**WHAT YOU NEED TO DO:**
Which lines mention "NonZeroUsize"? Show each one from the listing.

::: MATERIAL FOR THE TASK

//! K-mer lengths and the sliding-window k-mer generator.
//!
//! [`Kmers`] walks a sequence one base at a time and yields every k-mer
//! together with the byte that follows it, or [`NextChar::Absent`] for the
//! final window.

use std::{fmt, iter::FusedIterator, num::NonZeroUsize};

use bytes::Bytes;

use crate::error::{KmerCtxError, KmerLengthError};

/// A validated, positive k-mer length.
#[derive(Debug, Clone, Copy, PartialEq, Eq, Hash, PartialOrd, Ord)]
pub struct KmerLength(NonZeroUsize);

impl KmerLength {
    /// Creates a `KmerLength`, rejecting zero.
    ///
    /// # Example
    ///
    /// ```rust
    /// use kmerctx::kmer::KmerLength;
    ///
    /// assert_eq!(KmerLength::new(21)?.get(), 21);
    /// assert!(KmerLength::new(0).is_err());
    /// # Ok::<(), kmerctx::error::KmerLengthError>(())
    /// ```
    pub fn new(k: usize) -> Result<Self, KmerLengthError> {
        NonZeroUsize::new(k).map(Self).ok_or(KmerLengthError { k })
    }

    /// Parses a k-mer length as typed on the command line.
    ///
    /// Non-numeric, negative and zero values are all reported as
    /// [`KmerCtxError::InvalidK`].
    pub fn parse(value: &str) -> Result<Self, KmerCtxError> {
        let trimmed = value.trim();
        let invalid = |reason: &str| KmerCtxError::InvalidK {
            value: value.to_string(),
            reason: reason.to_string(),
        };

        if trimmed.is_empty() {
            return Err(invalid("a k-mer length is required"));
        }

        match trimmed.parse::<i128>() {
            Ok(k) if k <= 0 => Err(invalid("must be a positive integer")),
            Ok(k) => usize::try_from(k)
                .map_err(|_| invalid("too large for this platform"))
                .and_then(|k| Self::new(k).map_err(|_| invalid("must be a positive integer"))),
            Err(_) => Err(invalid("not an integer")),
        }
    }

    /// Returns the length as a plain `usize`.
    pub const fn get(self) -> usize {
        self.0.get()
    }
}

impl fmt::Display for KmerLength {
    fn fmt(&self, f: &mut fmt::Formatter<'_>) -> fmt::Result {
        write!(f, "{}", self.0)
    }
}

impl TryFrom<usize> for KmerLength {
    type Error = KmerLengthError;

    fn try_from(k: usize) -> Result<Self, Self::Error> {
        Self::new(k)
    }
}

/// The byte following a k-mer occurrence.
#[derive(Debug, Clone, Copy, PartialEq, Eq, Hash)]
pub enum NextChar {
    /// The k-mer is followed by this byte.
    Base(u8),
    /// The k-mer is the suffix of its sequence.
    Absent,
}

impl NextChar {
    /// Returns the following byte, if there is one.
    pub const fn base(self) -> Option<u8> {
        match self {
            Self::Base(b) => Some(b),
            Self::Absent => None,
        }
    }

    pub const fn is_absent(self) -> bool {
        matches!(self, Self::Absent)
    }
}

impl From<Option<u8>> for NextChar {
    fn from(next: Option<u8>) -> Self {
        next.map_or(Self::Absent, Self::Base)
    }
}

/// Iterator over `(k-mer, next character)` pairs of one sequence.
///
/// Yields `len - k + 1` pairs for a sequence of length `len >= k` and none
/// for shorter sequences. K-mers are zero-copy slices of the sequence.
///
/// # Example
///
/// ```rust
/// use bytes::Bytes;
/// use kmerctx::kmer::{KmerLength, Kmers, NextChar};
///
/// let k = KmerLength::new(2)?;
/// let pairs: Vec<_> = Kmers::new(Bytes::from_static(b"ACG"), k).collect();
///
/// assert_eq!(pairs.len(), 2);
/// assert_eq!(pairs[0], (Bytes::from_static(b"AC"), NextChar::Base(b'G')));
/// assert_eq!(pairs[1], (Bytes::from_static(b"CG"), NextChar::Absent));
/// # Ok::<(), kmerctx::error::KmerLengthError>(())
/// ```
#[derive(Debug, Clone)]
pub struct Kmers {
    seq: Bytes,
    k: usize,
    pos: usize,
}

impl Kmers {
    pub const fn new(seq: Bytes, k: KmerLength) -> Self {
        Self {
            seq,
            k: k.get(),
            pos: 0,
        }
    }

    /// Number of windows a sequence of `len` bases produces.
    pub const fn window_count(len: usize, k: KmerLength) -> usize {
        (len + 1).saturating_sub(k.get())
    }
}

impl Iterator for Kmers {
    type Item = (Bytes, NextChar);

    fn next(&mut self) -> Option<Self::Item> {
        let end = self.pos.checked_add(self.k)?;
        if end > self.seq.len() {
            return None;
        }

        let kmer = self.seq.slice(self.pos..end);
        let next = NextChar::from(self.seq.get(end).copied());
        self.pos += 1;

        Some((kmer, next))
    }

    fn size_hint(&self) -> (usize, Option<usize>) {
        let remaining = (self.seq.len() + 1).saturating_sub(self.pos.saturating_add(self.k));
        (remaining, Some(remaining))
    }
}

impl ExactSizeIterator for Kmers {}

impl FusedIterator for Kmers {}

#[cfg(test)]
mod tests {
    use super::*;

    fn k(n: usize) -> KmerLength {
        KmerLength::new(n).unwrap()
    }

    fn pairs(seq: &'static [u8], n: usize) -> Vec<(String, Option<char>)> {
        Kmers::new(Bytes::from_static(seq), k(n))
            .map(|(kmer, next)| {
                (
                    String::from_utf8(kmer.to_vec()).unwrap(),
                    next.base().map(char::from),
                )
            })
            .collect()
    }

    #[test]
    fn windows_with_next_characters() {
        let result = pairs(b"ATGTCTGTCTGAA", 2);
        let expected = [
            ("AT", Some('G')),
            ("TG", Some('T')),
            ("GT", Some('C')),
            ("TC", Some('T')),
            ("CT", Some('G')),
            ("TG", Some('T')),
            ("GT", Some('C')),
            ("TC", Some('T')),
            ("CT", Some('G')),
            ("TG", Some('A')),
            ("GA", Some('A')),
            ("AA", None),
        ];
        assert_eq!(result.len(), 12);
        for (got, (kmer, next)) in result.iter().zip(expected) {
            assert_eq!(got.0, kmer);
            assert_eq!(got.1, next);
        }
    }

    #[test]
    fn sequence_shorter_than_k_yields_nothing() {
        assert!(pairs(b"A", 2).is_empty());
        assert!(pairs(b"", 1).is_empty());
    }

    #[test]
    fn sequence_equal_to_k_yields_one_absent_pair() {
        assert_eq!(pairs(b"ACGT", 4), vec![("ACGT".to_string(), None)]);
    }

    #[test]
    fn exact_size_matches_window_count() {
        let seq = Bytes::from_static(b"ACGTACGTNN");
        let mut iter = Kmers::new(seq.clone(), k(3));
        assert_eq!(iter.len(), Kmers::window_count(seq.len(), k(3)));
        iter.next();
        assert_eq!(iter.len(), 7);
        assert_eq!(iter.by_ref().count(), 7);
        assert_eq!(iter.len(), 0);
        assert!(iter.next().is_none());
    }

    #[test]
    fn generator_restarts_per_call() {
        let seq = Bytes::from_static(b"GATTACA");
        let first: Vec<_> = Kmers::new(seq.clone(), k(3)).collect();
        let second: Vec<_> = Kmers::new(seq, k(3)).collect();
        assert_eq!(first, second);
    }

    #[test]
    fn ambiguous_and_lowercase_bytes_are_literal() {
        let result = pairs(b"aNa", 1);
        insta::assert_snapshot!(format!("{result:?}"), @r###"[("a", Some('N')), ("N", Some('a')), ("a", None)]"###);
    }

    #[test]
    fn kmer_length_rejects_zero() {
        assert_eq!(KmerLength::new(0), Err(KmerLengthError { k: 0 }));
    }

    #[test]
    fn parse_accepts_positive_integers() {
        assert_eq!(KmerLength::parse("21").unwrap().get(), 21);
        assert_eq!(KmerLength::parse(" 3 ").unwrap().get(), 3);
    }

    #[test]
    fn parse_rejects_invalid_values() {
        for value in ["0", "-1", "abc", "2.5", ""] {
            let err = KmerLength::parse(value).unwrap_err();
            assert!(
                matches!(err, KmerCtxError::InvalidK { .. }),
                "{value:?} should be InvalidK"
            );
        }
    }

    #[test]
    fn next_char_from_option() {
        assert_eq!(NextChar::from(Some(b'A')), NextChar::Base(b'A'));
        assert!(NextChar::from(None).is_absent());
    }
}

::::::
::: MATERIAL FOR THE TASK

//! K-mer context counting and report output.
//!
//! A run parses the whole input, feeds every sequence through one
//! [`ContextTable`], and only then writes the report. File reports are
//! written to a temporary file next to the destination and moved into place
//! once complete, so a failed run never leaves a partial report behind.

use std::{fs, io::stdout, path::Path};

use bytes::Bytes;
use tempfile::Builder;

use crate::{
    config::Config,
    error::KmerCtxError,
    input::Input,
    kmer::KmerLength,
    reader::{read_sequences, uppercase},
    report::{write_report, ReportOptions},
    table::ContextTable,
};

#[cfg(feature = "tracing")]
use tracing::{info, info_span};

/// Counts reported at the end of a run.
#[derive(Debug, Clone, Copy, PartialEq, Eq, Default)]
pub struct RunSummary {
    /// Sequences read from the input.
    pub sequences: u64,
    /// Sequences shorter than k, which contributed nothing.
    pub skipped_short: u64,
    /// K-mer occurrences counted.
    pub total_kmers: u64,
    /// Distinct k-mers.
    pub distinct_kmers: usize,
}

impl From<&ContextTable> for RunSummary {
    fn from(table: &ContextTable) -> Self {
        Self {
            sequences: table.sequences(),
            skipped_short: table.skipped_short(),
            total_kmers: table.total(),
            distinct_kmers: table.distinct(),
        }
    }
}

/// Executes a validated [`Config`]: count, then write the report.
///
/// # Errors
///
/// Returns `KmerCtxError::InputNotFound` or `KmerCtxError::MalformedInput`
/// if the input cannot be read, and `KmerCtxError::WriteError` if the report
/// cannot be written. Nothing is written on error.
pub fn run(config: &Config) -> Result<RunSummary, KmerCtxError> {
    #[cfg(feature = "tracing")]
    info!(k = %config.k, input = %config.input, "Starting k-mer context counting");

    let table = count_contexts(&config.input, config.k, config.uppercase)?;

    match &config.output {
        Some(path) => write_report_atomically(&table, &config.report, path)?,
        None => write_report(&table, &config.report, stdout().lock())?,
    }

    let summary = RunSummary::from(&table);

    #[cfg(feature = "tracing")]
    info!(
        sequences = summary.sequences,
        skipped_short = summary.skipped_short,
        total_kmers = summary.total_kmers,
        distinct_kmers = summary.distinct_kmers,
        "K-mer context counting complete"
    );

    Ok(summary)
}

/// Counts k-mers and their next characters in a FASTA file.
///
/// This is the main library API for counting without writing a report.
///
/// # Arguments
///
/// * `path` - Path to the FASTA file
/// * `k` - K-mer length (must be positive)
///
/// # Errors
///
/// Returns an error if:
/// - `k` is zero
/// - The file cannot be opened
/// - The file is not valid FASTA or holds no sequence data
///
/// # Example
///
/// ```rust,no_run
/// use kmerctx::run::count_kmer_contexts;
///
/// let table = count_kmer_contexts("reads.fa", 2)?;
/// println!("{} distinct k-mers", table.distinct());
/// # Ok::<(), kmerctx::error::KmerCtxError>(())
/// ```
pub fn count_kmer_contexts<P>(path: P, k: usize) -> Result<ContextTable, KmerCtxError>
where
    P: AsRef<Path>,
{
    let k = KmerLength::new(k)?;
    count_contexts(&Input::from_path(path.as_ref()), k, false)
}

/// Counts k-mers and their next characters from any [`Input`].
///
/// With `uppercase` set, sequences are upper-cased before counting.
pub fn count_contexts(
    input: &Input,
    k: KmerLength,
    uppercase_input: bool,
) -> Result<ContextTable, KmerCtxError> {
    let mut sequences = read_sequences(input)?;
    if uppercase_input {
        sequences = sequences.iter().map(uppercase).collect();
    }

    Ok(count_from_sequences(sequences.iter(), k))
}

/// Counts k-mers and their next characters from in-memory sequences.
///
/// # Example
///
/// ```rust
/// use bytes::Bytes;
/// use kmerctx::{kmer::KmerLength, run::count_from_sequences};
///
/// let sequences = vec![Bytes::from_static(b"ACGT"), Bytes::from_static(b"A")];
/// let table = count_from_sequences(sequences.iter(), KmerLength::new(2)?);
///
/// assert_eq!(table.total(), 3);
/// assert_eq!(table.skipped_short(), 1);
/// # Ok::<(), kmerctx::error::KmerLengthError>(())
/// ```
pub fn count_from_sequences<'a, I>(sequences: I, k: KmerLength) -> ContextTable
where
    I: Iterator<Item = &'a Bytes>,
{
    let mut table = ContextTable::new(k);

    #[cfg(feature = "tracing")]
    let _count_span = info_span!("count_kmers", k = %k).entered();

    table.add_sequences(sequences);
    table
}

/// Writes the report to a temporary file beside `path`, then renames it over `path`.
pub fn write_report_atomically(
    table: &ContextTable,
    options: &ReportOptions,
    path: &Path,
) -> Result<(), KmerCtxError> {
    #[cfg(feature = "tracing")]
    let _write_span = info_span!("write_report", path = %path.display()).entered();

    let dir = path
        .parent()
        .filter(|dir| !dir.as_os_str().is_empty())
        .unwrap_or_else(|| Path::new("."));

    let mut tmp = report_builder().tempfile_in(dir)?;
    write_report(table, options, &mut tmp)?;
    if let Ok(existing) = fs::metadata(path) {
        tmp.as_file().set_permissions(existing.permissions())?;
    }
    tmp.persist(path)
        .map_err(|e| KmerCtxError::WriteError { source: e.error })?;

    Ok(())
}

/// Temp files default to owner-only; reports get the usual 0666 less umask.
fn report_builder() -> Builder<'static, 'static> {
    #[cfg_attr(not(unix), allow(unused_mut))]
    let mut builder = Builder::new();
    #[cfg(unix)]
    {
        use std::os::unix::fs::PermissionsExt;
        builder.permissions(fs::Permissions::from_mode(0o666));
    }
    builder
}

::::::

**FINAL ANSWER:**
use std::{fmt, iter::FusedIterator, num::NonZeroUsize};
pub struct KmerLength(NonZeroUsize);
        NonZeroUsize::new(k).map(Self).ok_or(KmerLengthError { k })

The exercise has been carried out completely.